また、当時、いわゆるUnixワークステーションが流行しており、主流のプロセッサはRISCだった。Intelは、これに対抗するため、860を開発したが、実際にワークステーションに採用するところがほとんどなかった。

Microsoftも、ワークステーションがDTPやCADなどのハイエンド分野で利用され、PCよりも高性能であり、ハイエンド領域では、当時のWindows 3.x系ではどうしようもなかった。

また、Windowsの上位版として考えていたOS/2は、IBMとの関係からMicrosoft的には手を引きつつあり、Windowsの上をカバーするというわけにもいかなかった。

その中ででできたのが元DECでVMSの開発を行ったデビット・カトラーによる新しいオペレーティングシステムの開発である。これは「New Technology」と呼ばれ、これが「NT」の名称の元になった。

その後、旧コンパックが、ARCと呼ばれるプロジェクトを立ち上げる(以前のWindowsにあったBoot.intファイルで使われていたArcパスに名前が残っている)。これは、MIPSチップを使った低価格のワークステーションで、そのオペレーティングシステムにはNTが使われる予定だった。

結局、NTは、正式発表の前の時点で、i386とMIPSにも対応することが決まり、プロジェクトは混乱を極めたという。

Windows NTは、その後、他のRISCチップにも対応することになる。
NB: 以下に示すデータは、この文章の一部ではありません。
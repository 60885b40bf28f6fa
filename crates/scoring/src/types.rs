// Copyright 2025 itscheems
//
// Licensed under the Apache License, Version 2.0 (the "License");
// you may not use this file except in compliance with the License.
// You may obtain a copy of the License at
//
//     http://www.apache.org/licenses/LICENSE-2.0
//
// Unless required by applicable law or agreed to in writing, software
// distributed under the License is distributed on an "AS IS" BASIS,
// WITHOUT WARRANTIES OR CONDITIONS OF ANY KIND, either express or implied.
// See the License for the specific language governing permissions and
// limitations under the License.

use std::fmt;

use crease_sdk::types::{DismissalType, ExtraType, PlayerId, TeamId};
use serde::{Deserialize, Serialize};
use thiserror::Error;

use crate::undo::StateSnapshot;

/// Balls in one over
pub const BALLS_PER_OVER: u32 = 6;

/// Upper bound on runs taken off a single delivery, excluding penalties
pub const MAX_RUNS_PER_BALL: u32 = 6;

/// Phase of the match state machine
///
/// Scoring commands are only accepted while `Active`. Every other phase is a
/// rejecting barrier that the caller resolves with an explicit command:
/// `start_innings` for `NotStarted`/`InningsBreak`, `select_bowler` for
/// `AwaitingBowlerSelection`. `Completed` is terminal.
#[derive(Debug, Clone, Copy, PartialEq, Eq, Serialize, Deserialize)]
#[serde(rename_all = "snake_case")]
pub enum Phase {
	NotStarted,
	Active,
	AwaitingBowlerSelection,
	InningsBreak,
	Completed,
}

impl fmt::Display for Phase {
	fn fmt(&self, f: &mut fmt::Formatter<'_>) -> fmt::Result {
		let label = match self {
			Phase::NotStarted => "not started",
			Phase::Active => "active",
			Phase::AwaitingBowlerSelection => "awaiting bowler selection",
			Phase::InningsBreak => "at the innings break",
			Phase::Completed => "completed",
		};
		f.write_str(label)
	}
}

/// Playing conditions fixed at toss time
#[derive(Debug, Clone, PartialEq, Eq, Serialize, Deserialize)]
pub struct MatchRules {
	/// Overs per innings
	pub overs_limit: u32,
	/// Penalty runs awarded for a wide
	pub wide_penalty: u32,
	/// Penalty runs awarded for a no-ball
	pub no_ball_penalty: u32,
	/// Let the last remaining batsman bat on alone
	pub last_man_standing: bool,
	/// Maximum overs a single bowler may bowl in an innings
	pub max_overs_per_bowler: Option<u32>,
}

impl Default for MatchRules {
	fn default() -> Self {
		Self {
			overs_limit: 20,
			wide_penalty: 1,
			no_ball_penalty: 1,
			last_man_standing: true,
			max_overs_per_bowler: None,
		}
	}
}

impl MatchRules {
	pub fn with_overs(overs_limit: u32) -> Self {
		Self {
			overs_limit,
			..Self::default()
		}
	}

	/// Penalty attached to an extra of the given type
	pub fn penalty_for(&self, extra_type: ExtraType) -> u32 {
		match extra_type {
			ExtraType::Wide => self.wide_penalty,
			ExtraType::NoBall => self.no_ball_penalty,
			ExtraType::Bye | ExtraType::LegBye => 0,
		}
	}
}

/// Running extras tally of an innings
#[derive(Debug, Clone, Copy, Default, PartialEq, Eq, Serialize, Deserialize)]
pub struct ExtrasTally {
	pub wide: u32,
	pub no_ball: u32,
	pub bye: u32,
	pub leg_bye: u32,
}

impl ExtrasTally {
	pub fn total(&self) -> u32 {
		self.wide + self.no_ball + self.bye + self.leg_bye
	}

	pub fn add(&mut self, extra_type: ExtraType, runs: u32) {
		match extra_type {
			ExtraType::Wide => self.wide += runs,
			ExtraType::NoBall => self.no_ball += runs,
			ExtraType::Bye => self.bye += runs,
			ExtraType::LegBye => self.leg_bye += runs,
		}
	}
}

/// One fall of wicket
#[derive(Debug, Clone, PartialEq, Eq, Serialize, Deserialize)]
pub struct WicketRecord {
	/// 1-based wicket number within the innings
	pub wicket_number: u32,
	pub batsman_id: PlayerId,
	pub dismissal: DismissalType,
	/// `None` for run outs
	pub bowler_id: Option<PlayerId>,
	pub fielder_id: Option<PlayerId>,
	pub team_score_at_fall: u32,
	/// Overs in `O.B` notation at the moment of dismissal
	pub over_at_fall: String,
}

/// A recorded delivery
///
/// Records are appended to the ball log in bowling order. The attached
/// snapshot is the full match state immediately before this delivery was
/// applied and is only ever consumed by undo.
#[derive(Debug, Clone, PartialEq, Serialize, Deserialize)]
pub struct DeliveryRecord {
	/// 1-based position in the ball log
	pub sequence: u64,
	/// Innings number (1 or 2)
	pub innings: u8,
	/// Completed overs before this delivery
	pub over: u32,
	/// Ball number within the over (extras repeat the number)
	pub ball_in_over: u32,
	pub batsman_id: PlayerId,
	pub non_striker_id: PlayerId,
	pub bowler_id: PlayerId,
	/// Runs off the delivery excluding penalty runs
	pub runs_scored: u32,
	/// Part of `runs_scored` credited to the striker
	pub batsman_runs: u32,
	/// Penalty runs for a wide or no-ball
	pub penalty_runs: u32,
	pub extra_type: Option<ExtraType>,
	pub is_wicket: bool,
	pub dismissal: Option<DismissalType>,
	pub fielder_id: Option<PlayerId>,
	pub snapshot: StateSnapshot,
}

impl DeliveryRecord {
	/// Everything this delivery added to the team total
	pub fn total_runs(&self) -> u32 {
		self.runs_scored + self.penalty_runs
	}

	/// Whether the delivery counts toward the six balls of an over
	pub fn is_legal(&self) -> bool {
		self.extra_type.is_none_or(ExtraType::counts_as_ball)
	}

	/// Runs charged to the bowler
	pub fn bowler_runs(&self) -> u32 {
		match self.extra_type {
			None => self.runs_scored,
			Some(extra) if extra.charged_to_bowler() => self.total_runs(),
			Some(_) => 0,
		}
	}
}

/// How a match was won
#[derive(Debug, Clone, Copy, PartialEq, Eq, Serialize, Deserialize)]
#[serde(tag = "kind", rename_all = "snake_case")]
pub enum Margin {
	/// Chasing side reached the target
	Wickets { wickets: u32, balls_remaining: u32 },
	/// Side batting first defended its total
	Runs { runs: u32 },
}

fn plural(n: u32, word: &str) -> String {
	if n == 1 {
		format!("{} {}", n, word)
	} else {
		format!("{} {}s", n, word)
	}
}

impl fmt::Display for Margin {
	fn fmt(&self, f: &mut fmt::Formatter<'_>) -> fmt::Result {
		match self {
			Margin::Wickets {
				wickets,
				balls_remaining,
			} => write!(
				f,
				"{}, {} remaining",
				plural(*wickets, "wicket"),
				plural(*balls_remaining, "ball")
			),
			Margin::Runs { runs } => f.write_str(&plural(*runs, "run")),
		}
	}
}

/// Final result of a completed match
#[derive(Debug, Clone, PartialEq, Eq, Serialize, Deserialize)]
#[serde(tag = "outcome", rename_all = "snake_case")]
pub enum MatchResult {
	Won {
		team_index: usize,
		team_id: TeamId,
		margin: Margin,
	},
	Tie,
}

impl MatchResult {
	pub fn winner_index(&self) -> Option<usize> {
		match self {
			MatchResult::Won { team_index, .. } => Some(*team_index),
			MatchResult::Tie => None,
		}
	}

	/// Result line for display, e.g. `"Lions won by 7 wickets, 14 balls remaining"`
	pub fn summary(&self, team_names: [&str; 2]) -> String {
		match self {
			MatchResult::Won {
				team_index, margin, ..
			} => format!("{} won by {}", team_names[*team_index], margin),
			MatchResult::Tie => "Match tied".to_string(),
		}
	}
}

/// What happened as a result of applying one delivery
#[derive(Debug, Clone, Copy, PartialEq, Eq, Serialize, Deserialize)]
pub struct DeliveryOutcome {
	pub sequence: u64,
	pub over_completed: bool,
	pub innings_ended: bool,
	pub match_completed: bool,
	pub awaiting_bowler: bool,
	pub last_man_standing: bool,
}

/// Rejected input: the command is malformed or breaks a playing rule
#[derive(Debug, Clone, PartialEq, Eq, Error)]
pub enum ValidationError {
	#[error("Invalid match setup: {0}")]
	InvalidSetup(String),
	#[error("Unknown team: {0}")]
	UnknownTeam(TeamId),
	#[error("Batting and bowling side must differ")]
	SameTeam,
	#[error("Wrong batting side: expected {expected}, got {got}")]
	WrongBattingSide { expected: TeamId, got: TeamId },
	#[error("Striker and non-striker must be different players")]
	SameOpeners,
	#[error("Player {0} is not in the batting side")]
	NotInBattingSide(PlayerId),
	#[error("Player {0} is not in the bowling side")]
	NotInBowlingSide(PlayerId),
	#[error("No fielder takes part in a {0} dismissal")]
	UnexpectedFielder(DismissalType),
	#[error("Bowler {0} bowled the previous over")]
	ConsecutiveOvers(PlayerId),
	#[error("Bowler {bowler} has already bowled {overs} overs")]
	BowlerQuotaExhausted { bowler: PlayerId, overs: u32 },
	#[error("Striker, non-striker and bowler must all be assigned")]
	MissingParticipants,
	#[error("Invalid runs: {0}")]
	InvalidRuns(String),
	#[error("A replacement batsman must be chosen")]
	ReplacementRequired,
	#[error("Player {0} cannot come in to bat")]
	IneligibleReplacement(PlayerId),
}

/// Command issued in a phase that does not accept it
#[derive(Debug, Clone, PartialEq, Eq, Error)]
#[error("Cannot {action} while the match is {phase}")]
pub struct StateError {
	pub action: &'static str,
	pub phase: Phase,
}

/// Error types for scoring commands
///
/// Every variant guarantees that the match state was left untouched.
#[derive(Debug, Clone, PartialEq, Eq, Error)]
pub enum ScoringError {
	#[error("Validation error: {0}")]
	Validation(#[from] ValidationError),
	#[error("State error: {0}")]
	State(#[from] StateError),
	#[error("Nothing to undo in the current innings")]
	UndoNoOp,
}

impl ScoringError {
	pub(crate) fn state(action: &'static str, phase: Phase) -> Self {
		ScoringError::State(StateError { action, phase })
	}

	/// Scoring is blocked until a bowler is selected
	pub fn is_blocked(&self) -> bool {
		matches!(
			self,
			ScoringError::State(StateError {
				phase: Phase::AwaitingBowlerSelection,
				..
			})
		)
	}
}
移植性の高いOSとして高級言語を使って記述するという基本的なアイディアは、Unixが実現し、実績のあるものだった。逆にいうと、この移植性の高さが数多くのワークステーションを生んだ理由ともいえる。

NTは、AlphaやPowerといったプロセッサにも対応し、一時は、DECなども自社ハードウェアに搭載して製品化を行った。

しかし、Windows NTは、オープンソースではないため、各社がそれぞれメンテナンスを行うというわけにはいかず、基本的な部分はMicrosoft内部のみ行われ、このために開発リソースが不足。一時は、メーカー各社に開発技術者の投入を依頼したものの、結局、x86系以外はあきらめることになった。

そういうわけで、現在のWindowsは、他のプロセッサに移植する基本的な条件は備えていた。しかし、実際には、パフォーマンスを上げるために、デバイスドライバをカーネル側に戻す(NTはマイクロカーネル構造で当初デバイスドライバはカーネル外のユーザーモードで動作するように作ってあった)など、かなり内部が混乱した状態にあった。

これをすっきりさせたのがWindows Vistaと7である。Windows Vistaでは、基本的な部分が整備され、下位互換性などの整理を行った。

次のWindows 7では、起動に必要な部分をmini-Windowsとして定義、これに必要なファイルなどを追加して製品を作ることで、全体を整理した。これで、再び他のプロセッサに移植する準備が整ったのだといえるたろう。

そして、今回、ようやくNTカーネルは、複数のCPUプラットフォームへ戻ってきた。